Thyroid Excitement #1

So as some of you may recall, a few months ago my mother called up to say “Hey! Hypothyroidism! All the women in your family have it! Get that looked at.”

I got the blood test last week, which may or may not have been the comprehensive panel—I don’t understand all the gory details, but this one measured the level of TSH(?) or whatever the pituitary gland spits out demanding that the body make more thyroid hormones.

Anyway, it was borderline. Given the family history, my doctor shrugged and said “Well, if you’ve got symptoms, we could put you on meds. You’ve been borderline on and off for awhile. We check this every year…yeah, in 2009 you were borderline…2010 was fine…2011 was borderline…”

I explained that my feet were cold, I owned the largest handwarmer collection in North America, and I slept twelve hours a day. She was rather more concerned about whether my hair was falling out, (Iit isn’t. Got more oily, though.) but said “Sure, given the family history, we can put you on the lowest dose and see what happens.”

(And now I am torn between “Yay! Thank you for making it no big deal!” and “This was borderline FOUR YEARS AGO and no one ever mentioned that there were meds? Or even asked me about symptoms? And you’re a generally GREAT doctor! You saved my bacon when I was depressed! How the hell does anyone ever get this crap diagnosed?”)

So I’m now on Synthroid, 50 micrograms. (And again, great doctor, because she had a long thing about generics and how the doses are so damn fiddly with this that if I go on a generic, she needs to titrate it just to make sure the dose is consistent—apparently the FDA allows +/- 20 micrograms in a generic, and with something this small a dose, that’s most of the way to the next dose up. And pharmacies will switch your generics willy-nilly, so if I go on one, it has to be the SAME generic all along.)

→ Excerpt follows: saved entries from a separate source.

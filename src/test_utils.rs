//! Test helpers shared by unit tests and benches
//!
//! - [`timing_page`] renders a timing page in a series' layout
//! - [`ScriptedSource`] replays a fixed sequence of fetch outcomes
//! - [`RecordingSink`] keeps every delivered snapshot

#![cfg(any(test, feature = "benchmark"))]

use std::collections::VecDeque;
use std::fmt::Write as _;
use std::sync::Arc;
use std::sync::atomic::{AtomicUsize, Ordering};

use parking_lot::Mutex;

use crate::ingest::SnapshotSink;
use crate::source::SnapshotSource;
use crate::sources::TableLayout;
use crate::types::{CarRecord, Series, Snapshot};
use crate::{Result, TrackerError};

/// One row of a rendered timing page.
#[derive(Debug, Clone)]
pub struct TimingRow {
    pub car_number: String,
    pub team: String,
    pub class: String,
    pub position: u32,
    pub laps: Option<u32>,
    pub last_lap: String,
    pub best_lap: String,
    /// Display text of the gap cell; empty omits the cell
    pub gap: String,
    pub in_pit: bool,
}

impl TimingRow {
    /// Row with every column filled; last and best lap share `lap_text`.
    pub fn full(
        car_number: &str,
        team: &str,
        class: &str,
        position: u32,
        lap_text: &str,
        gap_text: &str,
    ) -> Self {
        Self {
            car_number: car_number.to_string(),
            team: team.to_string(),
            class: class.to_string(),
            position,
            laps: None,
            last_lap: lap_text.to_string(),
            best_lap: lap_text.to_string(),
            gap: gap_text.to_string(),
            in_pit: false,
        }
    }

    pub fn laps(mut self, laps: u32) -> Self {
        self.laps = Some(laps);
        self
    }

    pub fn in_pit(mut self) -> Self {
        self.in_pit = true;
        self
    }
}

fn escape(text: &str) -> String {
    text.replace('&', "&amp;").replace('<', "&lt;").replace('>', "&gt;").replace('"', "&quot;")
}

/// Render rows as a page in the layout of `series`.
///
/// The output never contains single quotes, so it can be embedded in a
/// single-quoted shell string.
pub fn timing_page(series: Series, rows: &[TimingRow]) -> String {
    let layout = TableLayout::for_series(series);
    let mut html = String::from("<html><head><title>Live Timing</title></head><body>\n");
    let _ = writeln!(html, "<div class=\"{}\"><table>", layout.table_marker);
    html.push_str("<tr class=\"header\"><th>Pos</th><th>#</th><th>Team</th></tr>\n");

    for row in rows {
        let row_class = match (row.in_pit, layout.pit_row_class) {
            (true, Some(pit)) => format!("{} {}", layout.row_class, pit),
            _ => layout.row_class.to_string(),
        };
        let _ = write!(html, "<tr class=\"{row_class}\">");

        let mut cell = |class: &str, text: &str| {
            let _ = write!(html, "<td class=\"{}\">{}</td>", class, escape(text));
        };
        cell(layout.position, &row.position.to_string());
        cell(layout.car_number, &row.car_number);
        cell(layout.team, &row.team);
        cell(layout.class, &row.class);
        cell(layout.laps, &row.laps.map(|l| l.to_string()).unwrap_or_default());
        cell(layout.last_lap, &row.last_lap);
        cell(layout.best_lap, &row.best_lap);
        if let Some(gap) = layout.gap.filter(|_| !row.gap.is_empty()) {
            cell(gap, &row.gap);
        }

        html.push_str("</tr>\n");
    }

    html.push_str("</table></div></body></html>\n");
    html
}

/// `count` cars in position order, all fields present.
pub fn sample_cars(count: usize) -> Vec<CarRecord> {
    (1..=count)
        .map(|i| CarRecord {
            car_number: format!("{}", i * 10),
            team: Some(format!("Team {i}")),
            class: Some("HYPERCAR".to_string()),
            position: Some(i as u32),
            laps_completed: Some(100),
            last_lap_time: Some(210.0 + i as f64),
            best_lap_time: Some(208.0 + i as f64),
            gap_to_leader: Some((i - 1) as f64 * 1.5),
            in_pit: Some(false),
        })
        .collect()
}

/// Call counters of a [`ScriptedSource`], readable after the source moved.
#[derive(Debug, Default)]
pub struct SourceProbe {
    opens: AtomicUsize,
    fetches: AtomicUsize,
    closes: AtomicUsize,
}

impl SourceProbe {
    pub fn opens(&self) -> usize {
        self.opens.load(Ordering::SeqCst)
    }

    pub fn fetches(&self) -> usize {
        self.fetches.load(Ordering::SeqCst)
    }

    pub fn closes(&self) -> usize {
        self.closes.load(Ordering::SeqCst)
    }
}

/// Source that replays queued outcomes, then returns empty snapshots.
pub struct ScriptedSource {
    series: Series,
    script: VecDeque<Result<Snapshot>>,
    failing_opens: usize,
    probe: Arc<SourceProbe>,
}

impl ScriptedSource {
    pub fn new(series: Series) -> Self {
        Self {
            series,
            script: VecDeque::new(),
            failing_opens: 0,
            probe: Arc::new(SourceProbe::default()),
        }
    }

    pub fn then_fail(mut self) -> Self {
        self.script.push_back(Err(TrackerError::transport("scripted failure")));
        self
    }

    pub fn then_cars(mut self, count: usize) -> Self {
        self.script.push_back(Ok(Snapshot::new(self.series, sample_cars(count))));
        self
    }

    pub fn then_snapshot(mut self, snapshot: Snapshot) -> Self {
        self.script.push_back(Ok(snapshot));
        self
    }

    /// Fail the first `count` calls to `open()`.
    pub fn failing_opens(mut self, count: usize) -> Self {
        self.failing_opens = count;
        self
    }

    pub fn probe(&self) -> Arc<SourceProbe> {
        self.probe.clone()
    }
}

#[async_trait::async_trait]
impl SnapshotSource for ScriptedSource {
    async fn open(&mut self) -> Result<()> {
        let attempt = self.probe.opens.fetch_add(1, Ordering::SeqCst);
        if attempt < self.failing_opens {
            return Err(TrackerError::transport("scripted open failure"));
        }
        Ok(())
    }

    async fn fetch_snapshot(&mut self) -> Result<Snapshot> {
        self.probe.fetches.fetch_add(1, Ordering::SeqCst);
        self.script.pop_front().unwrap_or_else(|| Ok(Snapshot::new(self.series, Vec::new())))
    }

    async fn close(&mut self) {
        self.probe.closes.fetch_add(1, Ordering::SeqCst);
    }

    fn series(&self) -> Series {
        self.series
    }

    fn kind(&self) -> &'static str {
        "scripted"
    }
}

/// Sink that stores every snapshot it receives.
#[derive(Debug, Default)]
pub struct RecordingSink {
    snapshots: Mutex<Vec<Snapshot>>,
}

impl RecordingSink {
    pub fn count(&self) -> usize {
        self.snapshots.lock().len()
    }

    pub fn snapshots(&self) -> Vec<Snapshot> {
        self.snapshots.lock().clone()
    }
}

#[async_trait::async_trait]
impl SnapshotSink for RecordingSink {
    async fn on_snapshot(&self, snapshot: Snapshot) {
        self.snapshots.lock().push(snapshot);
    }
}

So we’ll see what happens. My mother has been singing the praises of this stuff, because she suddenly can get out of bed in the morning without a struggle and weight loss became feasible instead of Sisyphean, so hopefully I will have similar luck.

Me, I figured after I spent all spring moving multiple tons of stone and mulch and gained eight pounds that weight loss was just never going to happen again, but god, I’d kill for more energy. Just in the last few years I’ve been getting more and more tired all the damn time, and while I figured that part of that was the fact that I put out two heavily illustrated books a year, plus sundry other projects, it would be nice not to need a two hour nap to recover from going out for coffee and a trip to the farmers market.  I tell myself “Yeah, but you’re really really productive” which is true, but still…imagine what I could accomplish if I could stay away for more than six hours at a go without feeling like I’ve been pounded with hammers! I used to be able to paint rooms on a whim! I wanted to make art even when I didn’t HAVE to! What would that be like?

I’ll keep y’all posted. I’m avoiding reading too much about this because you can scare yourself stupid reading medical crap on the internet, but it does seem that the thyroid more or less rules the body, so maybe I’ll be lucky. They say it takes a minimum of two weeks to notice any effect (more like six to eight for real help) and that you have to be madly consistent when you take it and not put it opposite calcium or vitamins, so I guess I get to wait half an hour for coffee in the morning…

NOTE: This is not the place to comment and tell me how modern medicine will kill me and this is poison and I need to be taking homeopathic bee penis supplements or how you switched to an all-raw-cucumber diet and everything was better. Because there is no world where I will do either of those things, so it would be a shame to waste the effort of typing all that out. I am also not equipped to diagnose anyone with anything and cannot offer medical advice, consult a professional, etc.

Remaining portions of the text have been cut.